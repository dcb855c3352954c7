use std::fmt;

#[cfg(feature = "serde")]
use serde::{Deserialize, Serialize};

#[cfg(feature = "mem_dbg")]
use mem_dbg::{MemDbg, MemSize};

use crate::bit_array::BitArray;
use crate::error::Result;
use crate::fid::FID;
use crate::fid_iter::debug_string;
use crate::symbols;

/// Read-only random access into a packed bit-vector.
///
/// A `BitString` decoded from `n` symbols holds `6 * n` bits. Reads past the
/// end return zero bits rather than failing.
///
/// # Examples
///
/// ```
/// # use succinct_trie::BitString;
/// let bs = BitString::new("xA").unwrap();
/// assert_eq!(bs.len(), 12);
/// assert_eq!(bs.get(0, 2), 0b11);
/// assert_eq!(bs.get(5, 2), 0b10);
/// assert_eq!(bs.count(0, 12), 3);
/// assert_eq!(bs.rank(6), 3);
/// ```
#[derive(Default, Clone, PartialEq, Eq)]
#[cfg_attr(feature = "serde", derive(Serialize, Deserialize))]
#[cfg_attr(feature = "mem_dbg", derive(MemDbg, MemSize))]
pub struct BitString {
    bits: BitArray,
}

impl BitString {
    /// Decodes a packed bit-vector written in the 64-symbol alphabet.
    pub fn new(data: &str) -> Result<Self> {
        Ok(BitString {
            bits: symbols::decode(data)?,
        })
    }

    pub(crate) fn from_bits(bits: BitArray) -> Self {
        BitString { bits }
    }

    /// Logical length in bits.
    pub fn len(&self) -> u64 {
        self.bits.len()
    }

    pub fn is_empty(&self) -> bool {
        self.bits.is_empty()
    }

    /// Returns the packed symbol form of the bits.
    pub fn get_data(&self) -> String {
        symbols::encode(&self.bits, self.bits.len())
    }

    /// Returns `length` bits starting at `index`, first bit most significant.
    ///
    /// Bits beyond the end read as zero.
    ///
    /// # Panics
    /// Panics if `length` is greater than 64.
    #[inline]
    pub fn get(&self, index: u64, length: u64) -> u64 {
        self.bits.get_slice(index, length)
    }

    /// Counts the set bits in `[index, index + length)`.
    ///
    /// Popcounts a 64-bit word at a time with `u64::count_ones` in place of
    /// a per-byte lookup table.
    #[inline]
    pub fn count(&self, index: u64, length: u64) -> u64 {
        self.bits.count_ones(index, length)
    }

    /// Number of set bits strictly before `index`.
    #[inline]
    pub fn rank(&self, index: u64) -> u64 {
        self.count(0, index)
    }

    /// Counts the set bits of `slots` stride-2 slots starting at bit `index`,
    /// i.e. bits `index, index + 2, ..., index + 2 * (slots - 1)`.
    pub fn count_every_other(&self, mut index: u64, mut slots: u64) -> u64 {
        // Reading 2k - 1 bits MSB first puts the wanted bits on even shifts.
        const EVEN: u64 = 0x5555_5555_5555_5555;
        let mut count = 0;
        while slots > 0 {
            let k = slots.min(32);
            let width = 2 * k - 1;
            count += (self.get(index, width) & EVEN).count_ones() as u64;
            index += 2 * k;
            slots -= k;
        }
        count
    }

    /// Returns the bits as `0`/`1` text, grouped for reading.
    pub fn debug_string(&self, group: usize) -> String {
        debug_string(self, group)
    }
}

impl FID for BitArray {
    fn len(&self) -> u64 {
        BitArray::len(self)
    }

    fn rank1(&self, i: u64) -> u64 {
        self.count_ones(0, i.min(BitArray::len(self)))
    }

    fn get(&self, i: u64) -> bool {
        self.get_bit(i)
    }

    fn get_slice(&self, i: u64, size: u64) -> u64 {
        BitArray::get_slice(self, i, size)
    }
}

impl FID for BitString {
    fn len(&self) -> u64 {
        self.bits.len()
    }

    fn rank1(&self, i: u64) -> u64 {
        self.rank(i.min(self.len()))
    }

    fn get(&self, i: u64) -> bool {
        self.bits.get_bit(i)
    }

    fn get_slice(&self, i: u64, size: u64) -> u64 {
        self.get(i, size)
    }
}

impl fmt::Debug for BitString {
    fn fmt(&self, f: &mut fmt::Formatter) -> fmt::Result {
        f.debug_struct("BitString")
            .field("len", &self.len())
            .field("data", &self.get_data())
            .finish()
    }
}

━━━━━━━━━━

The listing above is to be written out again word for word.

repository dcb855c3352954c7
use std::fmt;

#[cfg(feature = "serde")]
use serde::{Deserialize, Serialize};

#[cfg(feature = "mem_dbg")]
use mem_dbg::{MemDbg, MemSize};

use crate::bit_array::BitArray;
use crate::error::Result;
use crate::fid::FID;
use crate::fid_iter::debug_string;
use crate::symbols;

/// Read-only random access into a packed bit-vector.
///
/// A `BitString` decoded from `n` symbols holds `6 * n` bits. Reads past the
/// end return zero bits rather than failing.
///
/// # Examples
///
/// ```
/// # use succinct_trie::BitString;
/// let bs = BitString::new("xA").unwrap();
/// assert_eq!(bs.len(), 12);
/// assert_eq!(bs.get(0, 2), 0b11);
/// assert_eq!(bs.get(5, 2), 0b10);
/// assert_eq!(bs.count(0, 12), 3);
/// assert_eq!(bs.rank(6), 3);
/// ```
#[derive(Default, Clone, PartialEq, Eq)]
#[cfg_attr(feature = "serde", derive(Serialize, Deserialize))]
#[cfg_attr(feature = "mem_dbg", derive(MemDbg, MemSize))]
pub struct BitString {
    bits: BitArray,
}

impl BitString {
    /// Decodes a packed bit-vector written in the 64-symbol alphabet.
    pub fn new(data: &str) -> Result<Self> {
        Ok(BitString {
            bits: symbols::decode(data)?,
        })
    }

    pub(crate) fn from_bits(bits: BitArray) -> Self {
        BitString { bits }
    }

    /// Logical length in bits.
    pub fn len(&self) -> u64 {
        self.bits.len()
    }

    pub fn is_empty(&self) -> bool {
        self.bits.is_empty()
    }

    /// Returns the packed symbol form of the bits.
    pub fn get_data(&self) -> String {
        symbols::encode(&self.bits, self.bits.len())
    }

    /// Returns `length` bits starting at `index`, first bit most significant.
    ///
    /// Bits beyond the end read as zero.
    ///
    /// # Panics
    /// Panics if `length` is greater than 64.
    #[inline]
    pub fn get(&self, index: u64, length: u64) -> u64 {
        self.bits.get_slice(index, length)
    }

    /// Counts the set bits in `[index, index + length)`.
    ///
    /// Popcounts a 64-bit word at a time with `u64::count_ones` in place of
    /// a per-byte lookup table.
    #[inline]
    pub fn count(&self, index: u64, length: u64) -> u64 {
        self.bits.count_ones(index, length)
    }

    /// Number of set bits strictly before `index`.
    #[inline]
    pub fn rank(&self, index: u64) -> u64 {
        self.count(0, index)
    }

    /// Counts the set bits of `slots` stride-2 slots starting at bit `index`,
    /// i.e. bits `index, index + 2, ..., index + 2 * (slots - 1)`.
    pub fn count_every_other(&self, mut index: u64, mut slots: u64) -> u64 {
        // Reading 2k - 1 bits MSB first puts the wanted bits on even shifts.
        const EVEN: u64 = 0x5555_5555_5555_5555;
        let mut count = 0;
        while slots > 0 {
            let k = slots.min(32);
            let width = 2 * k - 1;
            count += (self.get(index, width) & EVEN).count_ones() as u64;
            index += 2 * k;
            slots -= k;
        }
        count
    }

    /// Returns the bits as `0`/`1` text, grouped for reading.
    pub fn debug_string(&self, group: usize) -> String {
        debug_string(self, group)
    }
}

impl FID for BitArray {
    fn len(&self) -> u64 {
        BitArray::len(self)
    }

    fn rank1(&self, i: u64) -> u64 {
        self.count_ones(0, i.min(BitArray::len(self)))
    }

    fn get(&self, i: u64) -> bool {
        self.get_bit(i)
    }

    fn get_slice(&self, i: u64, size: u64) -> u64 {
        BitArray::get_slice(self, i, size)
    }
}

impl FID for BitString {
    fn len(&self) -> u64 {
        self.bits.len()
    }

    fn rank1(&self, i: u64) -> u64 {
        self.rank(i.min(self.len()))
    }

    fn get(&self, i: u64) -> bool {
        self.bits.get_bit(i)
    }

    fn get_slice(&self, i: u64, size: u64) -> u64 {
        self.get(i, size)
    }
}

impl fmt::Debug for BitString {
    fn fmt(&self, f: &mut fmt::Formatter) -> fmt::Result {
        f.debug_struct("BitString")
            .field("len", &self.len())
            .field("data", &self.get_data())
            .finish()
    }
}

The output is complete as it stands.